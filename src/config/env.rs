//! Environment variable helpers.

/// Read an environment variable, falling back to `default` when unset or empty.
pub fn env_or(key: &str, default: &str) -> String {
    match std::env::var(key) {
        Ok(value) if !value.is_empty() => value,
        _ => default.to_string(),
    }
}

/// Read an environment variable, returning `None` when unset or empty.
pub fn env_opt(key: &str) -> Option<String> {
    std::env::var(key).ok().filter(|v| !v.is_empty())
}

/// True only when the variable is set to the literal `"true"`.
///
/// Anything else, including "yes" or "1", is treated as false; the Makefile
/// interface has always used the literal string.
pub fn env_is_true(key: &str) -> bool {
    std::env::var(key).is_ok_and(|v| v == "true")
}
//! Azure (ARO) provider definition: CAPZ plus Azure Service Operator.

use super::{ControllerSpec, CredentialSecretSpec, InfraProvider, WebhookSpec};

impl InfraProvider {
    /// Provider definition for Azure (CAPZ/ASO).
    ///
    /// `namespace` is the resolved namespace for the CAPZ/ASO controllers
    /// ("capz-system" in Kind mode, "multicluster-engine" in MCE mode).
    pub fn azure(namespace: &str) -> Self {
        Self {
            name: "aro".to_string(),
            controllers: vec![
                ControllerSpec {
                    display_name: "CAPZ".to_string(),
                    namespace: namespace.to_string(),
                    deployment_name: "capz-controller-manager".to_string(),
                    pod_selector: "cluster.x-k8s.io/provider=infrastructure-azure".to_string(),
                    timeout: None,
                },
                ControllerSpec {
                    display_name: "ASO".to_string(),
                    namespace: namespace.to_string(),
                    deployment_name: "azureserviceoperator-controller-manager".to_string(),
                    pod_selector: "app.kubernetes.io/name=azure-service-operator".to_string(),
                    timeout: None,
                },
            ],
            webhooks: vec![
                WebhookSpec {
                    display_name: "CAPZ".to_string(),
                    namespace: namespace.to_string(),
                    service_name: "capz-webhook-service".to_string(),
                    port: 443,
                },
                WebhookSpec {
                    display_name: "ASO".to_string(),
                    namespace: namespace.to_string(),
                    service_name: "azureserviceoperator-webhook-service".to_string(),
                    port: 443,
                },
            ],
            credential_secret: Some(CredentialSecretSpec {
                name: "aso-controller-settings".to_string(),
                namespace: namespace.to_string(),
                required_fields: vec![
                    "AZURE_TENANT_ID".to_string(),
                    "AZURE_SUBSCRIPTION_ID".to_string(),
                    "AZURE_CLIENT_ID".to_string(),
                    "AZURE_CLIENT_SECRET".to_string(),
                ],
                required_env_vars: vec![
                    "AZURE_CLIENT_ID".to_string(),
                    "AZURE_CLIENT_SECRET".to_string(),
                ],
            }),
            deployment_charts: vec!["cluster-api-provider-azure".to_string()],
            mce_component_name: "cluster-api-provider-azure-preview".to_string(),
            required_tools: vec!["az".to_string()],
            required_scripts: vec![
                "scripts/deploy-charts.sh".to_string(),
                "scripts/aro-hcp/gen.sh".to_string(),
            ],
        }
    }
}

**PROBLEM DETAILS:**
Look through the listing above. Pick out each line with "default" and copy it.

**RESULT BELOW:**
/// Read an environment variable, falling back to `default` when unset or empty.
pub fn env_or(key: &str, default: &str) -> String {
        _ => default.to_string(),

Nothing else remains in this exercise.